Topic 6.5: Primary Active Transport

  • Active Transport: The movement of substances against their concentration gradient, requiring energy to maintain concentration differences and facilitate nutrient uptake.

  • Primary Active Transport Mechanisms: Require ATP to function, examples include:

    1. Proton Pump: Pumps H+ out of the cell to establish a proton gradient.

    2. Sodium-Potassium Pump (Na+/K+ Pump): Moves sodium ions out of the cell and potassium ions into the cell, critical for maintaining membrane potential.

    • ATP hydrolysis induces a conformational change in the pump that transports sodium and potassium across the membrane, contributing to a potential difference across the membrane.

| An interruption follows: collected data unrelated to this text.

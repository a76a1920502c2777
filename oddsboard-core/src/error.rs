//! Error types for the dashboard

use thiserror::Error;

/// Dashboard-wide error type
#[derive(Error, Debug)]
pub enum DashboardError {
    #[error("Parse error: {0}")]
    Parse(String),

    #[error("Configuration error: {0}")]
    Config(String),
}

impl DashboardError {
    pub fn parse(msg: impl Into<String>) -> Self {
        DashboardError::Parse(msg.into())
    }

    pub fn config(msg: impl Into<String>) -> Self {
        DashboardError::Config(msg.into())
    }
}

/// Result type alias for dashboard operations
pub type DashboardResult<T> = Result<T, DashboardError>;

Topic 6.6: Secondary Active Transport

  • Involves the use of ion gradients established by primary active transport to facilitate the movement of other substances.

  • One example is the Sucrose-H+ Cotransporter, which utilizes the proton gradient established by the proton pump to transport sucrose against its concentration gradient.

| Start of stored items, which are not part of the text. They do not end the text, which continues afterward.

//! Forgiving field decoders for snapshot records
//!
//! Snapshots come from pipeline scripts that changed shape over time, so the
//! same field can arrive as a number, a numeric string, null or garbage.
//! Every decoder here succeeds and maps anything unusable to a default.

use serde::de::DeserializeOwned;
use serde::{Deserialize, Deserializer};
use serde_json::Value;

/// Read a JSON value as a finite number.
///
/// Numbers and numeric strings (surrounding whitespace ignored) are accepted.
pub(crate) fn number(value: &Value) -> Option<f64> {
    let parsed = match value {
        Value::Number(n) => n.as_f64(),
        Value::String(s) => s.trim().parse::<f64>().ok(),
        _ => None,
    };
    parsed.filter(|n| n.is_finite())
}

/// Decode a JSON array that may also arrive as a string holding that array.
///
/// Returns `None` when the value is neither.
pub(crate) fn json_array(value: &Value) -> Option<Vec<Value>> {
    match value {
        Value::Array(items) => Some(items.clone()),
        Value::String(raw) => match serde_json::from_str::<Value>(raw) {
            Ok(Value::Array(items)) => Some(items),
            _ => None,
        },
        _ => None,
    }
}

pub(crate) fn f64_or_zero<'de, D>(deserializer: D) -> Result<f64, D::Error>
where
    D: Deserializer<'de>,
{
    let value = Value::deserialize(deserializer)?;
    Ok(number(&value).unwrap_or(0.0))
}

pub(crate) fn optional_f64<'de, D>(deserializer: D) -> Result<Option<f64>, D::Error>
where
    D: Deserializer<'de>,
{
    let value = Value::deserialize(deserializer)?;
    Ok(number(&value))
}

pub(crate) fn optional_string<'de, D>(deserializer: D) -> Result<Option<String>, D::Error>
where
    D: Deserializer<'de>,
{
    let value = Value::deserialize(deserializer)?;
    Ok(value.as_str().map(str::to_string))
}

pub(crate) fn string_or_empty<'de, D>(deserializer: D) -> Result<String, D::Error>
where
    D: Deserializer<'de>,
{
    Ok(optional_string(deserializer)?.unwrap_or_default())
}

/// Decode an object field, treating anything else as absent.
pub(crate) fn optional_object<'de, D, T>(deserializer: D) -> Result<Option<T>, D::Error>
where
    D: Deserializer<'de>,
    T: DeserializeOwned,
{
    let value = Value::deserialize(deserializer)?;
    if value.is_object() {
        Ok(serde_json::from_value(value).ok())
    } else {
        Ok(None)
    }
}

/// Decode an array of objects, dropping elements that don't fit `T`.
pub(crate) fn objects<'de, D, T>(deserializer: D) -> Result<Vec<T>, D::Error>
where
    D: Deserializer<'de>,
    T: DeserializeOwned,
{
    let value = Value::deserialize(deserializer)?;
    let Value::Array(items) = value else {
        return Ok(Vec::new());
    };

    Ok(items
        .into_iter()
        .filter(Value::is_object)
        .filter_map(|item| serde_json::from_value(item).ok())
        .collect())
}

  • Such cotransporters are classified depending on the direction of solute movement relative to ion movement (symport or antiport).

Bulk Transport

  • Refers to the movement of large quantities of substances across the membrane, utilizing energy due to membrane dynamics.

    1. Exocytosis: The process by which cells release substances by vesicle fusion with the plasma membrane.

    2. Endocytosis: The mechanism by which cells internalize substances by vesicle formation from the plasma membrane, which includes:

    • Phagocytosis: Cell engulfs solid particles.

    • Pinocytosis: Cell takes in fluids and solutes in bulk.

    • Receptor-Mediated Endocytosis: Involves specificity through receptor proteins that bind to particular molecules, ensuring efficient uptake.

Conclusion

Overall, this lecture covers the fundamental aspects of membrane structure and function, including the various transport mechanisms that facilitate the movement of substances across the plasma membrane, demonstrating the dynamic and complex nature of cellular membranes. It is imperative to understand these processes in the context of cell biology and physiological activities.